Dal punto di vista musicale e canoro la rappresentazione è stata particolarmente piacevole. Vladimir Stoyanov è impegnato nel ruolo principale del Doge. Voce ben proiettata, dai gravi sonori e corposi, intona e modula il suo canto in maniera adeguata al personaggio, con una ottima pronuncia. Molto sentito e ben eseguito il duetto “Figlia!… a tal nome palpito” con Amelia. Roberta Mantegna (Amelia) ha una voce melodiosa e setosa, ma arricchita da riflessi metallici; sempre a fuoco sulle note volute, esegue ottimi legati, mostrandosi capace di un’emissione di petto e piena nelle note centrali e nei gravi. L’ampia gamma di volumi e il corretto uso delle dinamiche consentono alla sua voce di riempire il teatro, dando significato alla parola cantata. Nella cabaletta “Il palpito deh frena” affronta le agilità senza alcuna difficoltà apparente, intonando perfetti acuti e vertiginose scale discendenti. L’aria della rivelazione a Simone, “Orfanella il tetto umile” è cantata tutto su un fiato con grande pathos, bisbigliata all’inizio come un segreto, aumentando poi il volume e l’intensità della narrazione. Piero Pretti (Gabriele Adorno) ha un bel timbro tenorile che ricorda quello dei grandi cantanti del passato, una linea di canto delicata ed elegante. Con l’aria “Cielo pietoso, rendila” ci regala un esempio di belcanto, mai sforzato, ma ricco di sentimento. Eccellente il duetto con Amelia “Sì, sì dell’ara il giubilo”, molto sonoro e coinvolgente. Meritatissimi i numerosi applausi ricevuti durante la serata. Buona prova anche il Fiesco di Riccardo Zanellato, dalla voce piena e abbastanza sonora. Già dall’aria “Il lacerato spirito“, nel prologo, è evidente la sua capacità di padroneggiare il mezzo vocale per garantire un canto e una interpretazione adatti al ruolo. I gravi, pienissimi e a fuoco, arricchiscono le arie come “A te l’estremo addio, palagio altero” o gli eccellenti duetti con Simone del primo atto (“No, la figlia del Grimaldi”) e del terzo atto, “Piango, perché mi parla”, cantato con voce autorevole e con il cuore in mano. Notevole l’aria “Delle faci festanti il barlume”, che ricorda un po’ la profezia di Zaccaria del terzo atto di Nabucco. Buono il Paolo Albiani di Devid Cecconi, con un canto più a suo agio nel registro acuto. Ben eseguita la sua aria “L’altra magion vedete?” nel prologo, che con i suoi tratti cupi e inquietanti introduce la vicenda in un modo che richiama l’aria di Ferrando in apertura del Trovatore.
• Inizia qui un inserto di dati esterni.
/// Optional parameters. Every field left as `None` takes its default.
///
/// Field names follow the camelCase option names so the same struct can be
/// loaded from a YAML parameter file.
#[derive(Debug, Clone, Default, PartialEq, Serialize, Deserialize)]
#[serde(rename_all = "camelCase", deny_unknown_fields)]
pub struct OptionalParams {
    #[serde(default, alias = "resPath")]
    pub result_path: Option<PathBuf>,

    #[serde(default)]
    pub diet_file_path: Option<DietInput>,

    #[serde(default)]
    pub info_file_path: Option<PathBuf>,

    #[serde(default)]
    pub host_path: Option<PathBuf>,

    #[serde(default)]
    pub host_biomass_rxn: Option<String>,

    #[serde(default)]
    pub host_biomass_rxn_flux: Option<f64>,

    /// Objective reaction(s); a single string or a list
    #[serde(default, deserialize_with = "deserialize_objectives")]
    pub objre: Option<Vec<String>>,

    #[serde(default)]
    pub save_constr_models: Option<bool>,

    #[serde(default)]
    pub num_workers: Option<usize>,

    #[serde(default)]
    pub r_diet: Option<bool>,

    #[serde(default)]
    pub p_diet: Option<bool>,

    #[serde(default)]
    pub include_human_mets: Option<bool>,

    #[serde(default, rename = "lowerBMBound")]
    pub lower_bm_bound: Option<f64>,

    #[serde(default)]
    pub repeat_sim: Option<bool>,

    #[serde(default)]
    pub adapt_medium: Option<bool>,

    #[serde(default)]
    pub remove_blocked_rxns: Option<bool>,

    #[serde(default)]
    pub normalization_tolerance: Option<f64>,
}
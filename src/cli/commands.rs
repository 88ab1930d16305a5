//! CLI command definitions

use crate::core::{DietInput, OptionalParams, PipelineError, RequiredParams};
use clap::{ArgAction, Args};
use std::path::PathBuf;

/// Run the modeling pipeline
#[derive(Debug, Args, Clone)]
pub struct RunCommand {
    #[command(flatten)]
    pub inputs: InputArgs,

    /// Path to the modeling engine executable
    #[arg(long)]
    pub engine: Option<String>,

    /// Extra argument passed to the engine (repeatable)
    #[arg(long = "engine-arg", allow_hyphen_values = true)]
    pub engine_args: Vec<String>,

    /// Print the engine result as JSON
    #[arg(long)]
    pub json: bool,
}

/// Validate inputs without starting workers or the engine
#[derive(Debug, Args, Clone)]
pub struct ValidateCommand {
    #[command(flatten)]
    pub inputs: InputArgs,

    /// Output the resolved configuration in JSON format
    #[arg(long)]
    pub json: bool,
}

/// Required parameters plus optional overrides
#[derive(Debug, Args, Clone)]
pub struct InputArgs {
    /// Directory containing the per-organism models
    #[arg(short, long)]
    pub model_path: PathBuf,

    /// Abundance table (rows = organisms, columns = samples)
    #[arg(short, long)]
    pub abundance: PathBuf,

    /// Compute flux profiles (true/false)
    #[arg(long, required = true, action = ArgAction::Set)]
    pub compute_profiles: bool,

    /// YAML file with optional parameters
    #[arg(short, long)]
    pub config: Option<PathBuf>,

    /// Result directory [default: ./Results]
    #[arg(short, long)]
    pub result_path: Option<PathBuf>,

    /// Diet shared by all individuals [default: AverageEuropeanDiet]
    #[arg(long, conflicts_with = "individual_diet")]
    pub diet: Option<String>,

    /// Per-individual diet, in sample order (repeatable)
    #[arg(long)]
    pub individual_diet: Vec<String>,

    /// Sample stratification table
    #[arg(long)]
    pub info_file: Option<PathBuf>,

    /// Host model file
    #[arg(long, requires = "host_biomass_rxn")]
    pub host_path: Option<PathBuf>,

    /// Biomass reaction of the host model
    #[arg(long)]
    pub host_biomass_rxn: Option<String>,

    /// Flux through the host biomass reaction
    #[arg(long)]
    pub host_biomass_rxn_flux: Option<f64>,

    /// Objective reaction (repeatable) [default: EX_biomass(e)]
    #[arg(long = "objective")]
    pub objectives: Vec<String>,

    /// Number of parallel workers (at least 2)
    #[arg(short = 'w', long)]
    pub num_workers: Option<usize>,

    /// Lower bound on community biomass
    #[arg(long)]
    pub lower_bm_bound: Option<f64>,

    /// Maximum accepted per-sample abundance total
    #[arg(long)]
    pub normalization_tolerance: Option<f64>,

    #[arg(long, action = ArgAction::Set)]
    pub save_constr_models: Option<bool>,

    /// Simulate a rich diet
    #[arg(long, action = ArgAction::Set)]
    pub r_diet: Option<bool>,

    /// Simulate personalized diets
    #[arg(long, action = ArgAction::Set)]
    pub p_diet: Option<bool>,

    #[arg(long, action = ArgAction::Set)]
    pub include_human_mets: Option<bool>,

    #[arg(long, action = ArgAction::Set)]
    pub repeat_sim: Option<bool>,

    #[arg(long, action = ArgAction::Set)]
    pub adapt_medium: Option<bool>,

    #[arg(long, action = ArgAction::Set)]
    pub remove_blocked_rxns: Option<bool>,
}

impl InputArgs {
    pub fn required(&self) -> RequiredParams {
        RequiredParams::new(&self.model_path, &self.abundance, self.compute_profiles)
    }

    /// Optional parameters from `--config`, overridden by flags
    pub fn optional(&self) -> Result<OptionalParams, PipelineError> {
        let from_file = match &self.config {
            Some(path) => OptionalParams::from_file(path)?,
            None => OptionalParams::default(),
        };
        Ok(from_file.merge(self.overrides()))
    }

    fn overrides(&self) -> OptionalParams {
        let diet_file_path = if !self.individual_diet.is_empty() {
            Some(DietInput::PerIndividual(self.individual_diet.clone()))
        } else {
            self.diet.clone().map(DietInput::Shared)
        };

        OptionalParams {
            result_path: self.result_path.clone(),
            diet_file_path,
            info_file_path: self.info_file.clone(),
            host_path: self.host_path.clone(),
            host_biomass_rxn: self.host_biomass_rxn.clone(),
            host_biomass_rxn_flux: self.host_biomass_rxn_flux,
            objre: (!self.objectives.is_empty()).then(|| self.objectives.clone()),
            save_constr_models: self.save_constr_models,
            num_workers: self.num_workers,
            r_diet: self.r_diet,
            p_diet: self.p_diet,
            include_human_mets: self.include_human_mets,
            lower_bm_bound: self.lower_bm_bound,
            repeat_sim: self.repeat_sim,
            adapt_medium: self.adapt_medium,
            remove_blocked_rxns: self.remove_blocked_rxns,
            normalization_tolerance: self.normalization_tolerance,
        }
    }
}
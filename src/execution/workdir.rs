//! Scoped working directory

use std::path::{Path, PathBuf};
use tracing::{debug, warn};

/// Records the working directory on creation and restores it on drop.
///
/// Restoration runs on every exit path, including early returns with `?`
/// and unwinding panics.
#[derive(Debug)]
pub struct WorkingDirGuard {
    saved: PathBuf,
}

impl WorkingDirGuard {
    pub fn acquire() -> std::io::Result<Self> {
        let saved = std::env::current_dir()?;
        debug!("Saved working directory {}", saved.display());
        Ok(Self { saved })
    }

    pub fn saved(&self) -> &Path {
        &self.saved
    }
}

impl Drop for WorkingDirGuard {
    fn drop(&mut self) {
        let changed = std::env::current_dir()
            .map(|current| current != self.saved)
            .unwrap_or(true);
        if !changed {
            return;
        }
        match std::env::set_current_dir(&self.saved) {
            Ok(()) => debug!("Restored working directory {}", self.saved.display()),
            Err(e) => warn!(
                "Failed to restore working directory {}: {}",
                self.saved.display(),
                e
            ),
        }
    }
}
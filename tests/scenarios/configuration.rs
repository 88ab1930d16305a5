//! Test: Parameter resolution seen through a full run

use crate::helpers::*;
use mgpipe::core::config::{DEFAULT_OBJECTIVE, DEFAULT_RESULT_DIR};
use mgpipe::core::{OptionalParams, PipelineError};
use mgpipe::execution::PipelineEvent;
use std::path::MAIN_SEPARATOR_STR;

/// Unspecified objective falls back to EX_biomass(e) with a notice
#[tokio::test]
async fn test_objective_defaulted() {
    let fixture = Fixture::new();
    let engine = MockEngine::new();
    let orchestrator = orchestrator(&fixture, engine.clone(), FakePoolBackend::new());
    let events = record_events(&orchestrator);

    let outcome = orchestrator
        .execute(fixture.required(), fixture.optional())
        .await
        .unwrap();

    assert_eq!(outcome.config.objre(), vec![DEFAULT_OBJECTIVE.to_string()]);
    assert!(events.lock().unwrap().iter().any(|e| matches!(
        e,
        PipelineEvent::ObjectiveDefaulted { objective } if objective == DEFAULT_OBJECTIVE
    )));

    let request = engine.last_request().unwrap();
    assert_eq!(request["config"]["objre"][0], DEFAULT_OBJECTIVE);
}

/// Result path without a trailing separator gets one, and the directory exists
#[test]
fn test_result_path_trailing_separator() {
    let fixture = Fixture::new();
    let orchestrator = orchestrator(&fixture, MockEngine::new(), FakePoolBackend::new());
    let out = fixture.path("deep").join("out");

    let prepared = orchestrator
        .prepare(
            fixture.required(),
            OptionalParams::new().with_result_path(&out),
        )
        .unwrap();

    assert!(out.is_dir());
    assert_eq!(
        prepared.config.result_path().to_string_lossy(),
        format!("{}{}", out.display(), MAIN_SEPARATOR_STR)
    );
}

/// Default result directory lands under the base directory
#[test]
fn test_default_result_dir() {
    let fixture = Fixture::new();
    let orchestrator = orchestrator(&fixture, MockEngine::new(), FakePoolBackend::new());

    let prepared = orchestrator
        .prepare(fixture.required(), OptionalParams::new())
        .unwrap();

    assert!(fixture.path(DEFAULT_RESULT_DIR).is_dir());
    assert!(prepared.config.result_path().starts_with(fixture.root()));
}

/// YAML parameters are merged under explicit overrides
#[tokio::test]
async fn test_yaml_parameters() {
    let fixture = Fixture::new();
    fixture.write("HighFiber.txt", "EX_pect(e)\t-1\n");
    let yaml = fixture.write(
        "params.yaml",
        r#"
dietFilePath: "HighFiber"
numWorkers: 3
objre:
  - "EX_but(e)"
saveConstrModels: true
"#,
    );
    let engine = MockEngine::new();
    let orchestrator = orchestrator(&fixture, engine.clone(), FakePoolBackend::new());

    let optional = OptionalParams::from_file(&yaml)
        .unwrap()
        .merge(fixture.optional().with_num_workers(5));
    let outcome = orchestrator.execute(fixture.required(), optional).await.unwrap();

    assert_eq!(outcome.config.num_workers(), 5);
    assert!(outcome.config.save_constr_models());
    assert_eq!(outcome.config.objre(), vec!["EX_but(e)".to_string()]);
    assert!(!outcome.config.objective_defaulted());

    let request = engine.last_request().unwrap();
    assert_eq!(request["numWorkers"], 5);
    assert_eq!(request["config"]["saveConstrModels"], true);
    assert!(request["diet"]["paths"]
        .as_str()
        .unwrap()
        .ends_with("HighFiber.txt"));
}

/// Bad parameter types never reach the engine
#[test]
fn test_invalid_yaml_type() {
    let err = OptionalParams::from_yaml("numWorkers: many").unwrap_err();
    assert!(matches!(err, PipelineError::ConfigFile(_)));
}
Completano il cast Adriano Gramigni (Pietro), con voce dal notevole volume, e Chiara Guerra, corretta come ancella di Amelia. Eccellente il Coro del Teatro Regio di Parma, che mostra un’ottima modulazione dei volumi e ci offre un’interpretazione da brividi nel finale del primo atto “Giustizia, giustizia tremenda”, con tanto di coltello in mano sguainato verso il pubblico.
La direzione del maestro Riccardo Frizza riesce a ricavare un ottimo suono dalla Filarmonica Arturo Toscanini e a suscitare una gran varietà di emozioni, come nella suggestiva introduzione musicale all’entrata in scena di Fiesco, nel prologo. L’accompagnamento dell’orchestra è sempre gradevole, mai invasivo, e i tempi sono perfettamente calibrati per le esigenze delle voci e per mantenere alti il ritmo e vivacità della vicenda. Molto coinvolgente il concertato “Ella è salva” nel finale del primo atto, con un freeze generale quasi rossiniano, ma con dall’effetto decisamente non buffo.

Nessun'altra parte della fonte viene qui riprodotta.